-- MATERIAL FOR THIS TASK follows --

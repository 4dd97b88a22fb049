use futures_util::StreamExt;
use serde_json::Value;
use std::collections::VecDeque;
use std::fs;
use std::path::PathBuf;
use tokio::sync::mpsc;
use tokio_util::sync::CancellationToken;
use tracing::{debug, info, warn};

use crate::config::TutorConfig;
use crate::error::{TransportError, UserNotice};
use crate::kernel::event::{Event, Turn, TurnId};
use crate::kernel::file_ops::FileOpsBatch;
use crate::kernel::gate::OpsLogEntry;
use crate::kernel::reactor::Reactor;
use crate::kernel::scheduler::{ChatMessage, SideEffect};
use crate::kernel::state::ConversationSession;
use crate::services::files::InMemoryFileSystem;
use crate::services::llm::client::ChatClient;
use crate::services::llm::prompt::{build_system_prompt, CompletionRequest, PromptContext};
use crate::services::store::{ConversationRecord, ConversationStore, MentorReportStore};

pub const DEFAULT_TITLE: &str = "New Conversation";

/// What the driver hands back to whoever renders the conversation.
#[derive(Debug, Clone)]
pub enum Outbound {
    /// Text streamed into the open assistant turn.
    Delta { id: TurnId, text: String },
    /// A turn was closed and persisted.
    Turn(Turn),
    Notice(UserNotice),
    /// A batch is waiting for `/apply` or `/reject`.
    Review(FileOpsBatch),
    Applied(OpsLogEntry),
}

/// Async shell around the reactor. Executes side effects, owns the
/// collaborators and pumps the model stream back in as events.
pub struct Driver {
    reactor: Reactor,
    client: ChatClient,
    files: InMemoryFileSystem,
    conversations: Box<dyn ConversationStore + Send>,
    reports: Box<dyn MentorReportStore + Send>,
    config: TutorConfig,
    progress_entries: Vec<Value>,
    outbox: Vec<Outbound>,
    live: Option<mpsc::UnboundedSender<Outbound>>,
}

impl Driver {
    /// Starts a brand new conversation and registers it with the store.
    pub fn start(
        config: TutorConfig,
        files: InMemoryFileSystem,
        mut conversations: Box<dyn ConversationStore + Send>,
        reports: Box<dyn MentorReportStore + Send>,
    ) -> Self {
        let session = ConversationSession::new(DEFAULT_TITLE, config.submission_id.clone());
        if let Err(e) = conversations.create(session.to_record()) {
            warn!("Failed to create conversation record: {}", e);
        }
        info!("Conversation {} started", session.id);
        Self::assemble(config, session, files, conversations, reports)
    }

    /// Picks up a persisted conversation where it left off.
    pub fn resume(
        config: TutorConfig,
        record: &ConversationRecord,
        files: InMemoryFileSystem,
        conversations: Box<dyn ConversationStore + Send>,
        reports: Box<dyn MentorReportStore + Send>,
    ) -> Self {
        let session = ConversationSession::restore(record);
        info!("Conversation {} resumed with {} turns", session.id, record.messages.len());
        Self::assemble(config, session, files, conversations, reports)
    }

    fn assemble(
        config: TutorConfig,
        session: ConversationSession,
        files: InMemoryFileSystem,
        conversations: Box<dyn ConversationStore + Send>,
        reports: Box<dyn MentorReportStore + Send>,
    ) -> Self {
        Self {
            reactor: Reactor::new(session),
            client: ChatClient::new(&config),
            files,
            conversations,
            reports,
            config,
            progress_entries: Vec::new(),
            outbox: Vec::new(),
            live: None,
        }
    }

    pub fn session(&self) -> &ConversationSession {
        &self.reactor.session
    }

    pub fn files(&self) -> &InMemoryFileSystem {
        &self.files
    }

    pub fn set_progress_entries(&mut self, entries: Vec<Value>) {
        self.progress_entries = entries;
    }

    /// Everything produced for the UI since the last drain. Empty while a
    /// subscriber is attached.
    pub fn drain_outbox(&mut self) -> Vec<Outbound> {
        std::mem::take(&mut self.outbox)
    }

    /// Routes every outbound item to the returned receiver as soon as it is
    /// produced, including stream deltas while `submit` is still running.
    pub fn subscribe(&mut self) -> mpsc::UnboundedReceiver<Outbound> {
        let (tx, rx) = mpsc::unbounded_channel();
        self.live = Some(tx);
        rx
    }

    fn emit(&mut self, out: Outbound) {
        let out = match &self.live {
            Some(tx) => match tx.send(out) {
                Ok(()) => return,
                Err(mpsc::error::SendError(out)) => {
                    debug!("Outbound subscriber dropped, falling back to the outbox");
                    out
                }
            },
            None => out,
        };
        self.live = None;
        self.outbox.push(out);
    }

    pub fn rename(&mut self, title: &str) {
        self.reactor.session.title = title.to_string();
        if let Err(e) = self.conversations.update_title(self.reactor.session.id, title) {
            warn!("Failed to update conversation title: {}", e);
        }
    }

    /// Feeds one user message through the kernel and runs whatever it asks
    /// for, including a full model stream. Cancelling `cancel` stops the
    /// stream and discards the partial reply.
    pub async fn submit(&mut self, text: &str, cancel: &CancellationToken) {
        let effects = self.reactor.step(Event::user(text));
        self.run(effects, cancel).await;
    }

    pub async fn confirm_file_ops(&mut self, cancel: &CancellationToken) {
        let effects = self.reactor.confirm_file_ops(&mut self.files);
        self.run(effects, cancel).await;
    }

    pub async fn reject_file_ops(&mut self, cancel: &CancellationToken) {
        let effects = self.reactor.reject_file_ops();
        self.run(effects, cancel).await;
    }

    async fn run(&mut self, effects: Vec<SideEffect>, cancel: &CancellationToken) {
        let mut queue: VecDeque<SideEffect> = effects.into();
        while let Some(effect) = queue.pop_front() {
            match effect {
                SideEffect::RequestCompletion(history) => {
                    let produced = self.stream_completion(history, cancel).await;
                    queue.extend(produced);
                }
                other => self.execute(other),
            }
        }
    }

    fn execute(&mut self, effect: SideEffect) {
        let conversation_id = self.reactor.session.id;
        match effect {
            SideEffect::PersistTurn(turn) => {
                if let Err(e) = self.conversations.add_message(conversation_id, &turn) {
                    warn!("Failed to persist turn {}: {}", turn.id, e);
                }
                self.emit(Outbound::Turn(turn));
            }
            SideEffect::ShowDelta { id, text } => self.emit(Outbound::Delta { id, text }),
            SideEffect::PersistIntake(intake) => {
                if let Err(e) = self.conversations.save_intake(conversation_id, &intake) {
                    warn!("Failed to persist intake: {}", e);
                }
            }
            SideEffect::PersistMentorReport(report) => {
                debug!("Storing mentor report for submission {}", report.submission_id);
                if let Err(e) = self.reports.insert(report) {
                    warn!("Failed to store mentor report: {}", e);
                }
            }
            SideEffect::ReviewFileOps(batch) => self.emit(Outbound::Review(batch)),
            SideEffect::FileOpsApplied(entry) => {
                for export in &entry.exports {
                    self.write_export(&export.filename, &export.contents);
                }
                info!(
                    "File operations applied: {} ok, {} failed",
                    entry.succeeded(),
                    entry.failed()
                );
                self.emit(Outbound::Applied(entry));
            }
            SideEffect::Notify(notice) => self.emit(Outbound::Notice(notice)),
            SideEffect::RequestCompletion(_) => {
                warn!("Completion request reached the effect executor directly");
            }
        }
    }

    fn write_export(&self, filename: &str, contents: &str) {
        let path: PathBuf = self.config.data_dir.join("exports").join(filename);
        let written = path
            .parent()
            .map_or(Ok(()), |dir| fs::create_dir_all(dir))
            .and_then(|_| fs::write(&path, contents));
        match written {
            Ok(()) => info!("Project exported to {}", path.display()),
            Err(e) => warn!("Failed to write export {}: {}", path.display(), e),
        }
    }

    fn prompt_context(&self) -> PromptContext {
        let current_code = self
            .config
            .current_code_path()
            .and_then(|path| self.files.content(path).map(str::to_string));
        PromptContext {
            current_task: self.config.current_task.clone(),
            current_code,
            project_files: self.files.paths(),
            project_structure: self.files.manifest(),
            project_files_content: self
                .config
                .allow_file_access
                .then(|| self.files.contents_json()),
            progress_entries: self
                .config
                .allow_progress_access
                .then(|| self.progress_entries.clone()),
        }
    }

    /// Opens the model stream and steps every chunk through the reactor.
    async fn stream_completion(
        &mut self,
        history: Vec<ChatMessage>,
        cancel: &CancellationToken,
    ) -> Vec<SideEffect> {
        let system_prompt = build_system_prompt(&self.prompt_context(), self.config.code_snippet_limit);
        let request = CompletionRequest::new(&self.config.model, system_prompt, &history);

        let opened = tokio::select! {
            biased;
            _ = cancel.cancelled() => Err(TransportError::Cancelled),
            opened = self.client.open_stream(&request) => opened,
        };
        let mut stream = match opened {
            Ok(stream) => stream,
            Err(e) => {
                let mut effects = Vec::new();
                let produced = self.reactor.step(Event::StreamFailed(e));
                self.absorb(produced, &mut effects);
                return effects;
            }
        };

        let mut effects = Vec::new();
        loop {
            let next = tokio::select! {
                biased;
                _ = cancel.cancelled() => Some(Err(TransportError::Cancelled)),
                next = stream.next() => next,
            };
            match next {
                Some(Ok(bytes)) => {
                    let produced = self.reactor.step(Event::StreamChunk(bytes));
                    self.absorb(produced, &mut effects);
                    if !self.reactor.session.is_streaming() {
                        // [DONE] seen; whatever follows is ignored
                        break;
                    }
                }
                Some(Err(e)) => {
                    let produced = self.reactor.step(Event::StreamFailed(e));
                    self.absorb(produced, &mut effects);
                    break;
                }
                None => {
                    let produced = self.reactor.step(Event::StreamEnded);
                    self.absorb(produced, &mut effects);
                    break;
                }
            }
        }
        effects
    }

    /// Deltas go out immediately; everything else waits for the stream to
    /// settle, in order.
    fn absorb(&mut self, produced: Vec<SideEffect>, effects: &mut Vec<SideEffect>) {
        for effect in produced {
            match effect {
                SideEffect::ShowDelta { .. } => self.execute(effect),
                other => effects.push(other),
            }
        }
    }
}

-- MATERIAL FOR THIS TASK concluded --

# WHAT IS NEEDED
Copy out all lines from the records where the word "ShowDelta" appears.

# SOLUTION
            SideEffect::ShowDelta { id, text } => self.emit(Outbound::Delta { id, text }),
                SideEffect::ShowDelta { .. } => self.execute(effect),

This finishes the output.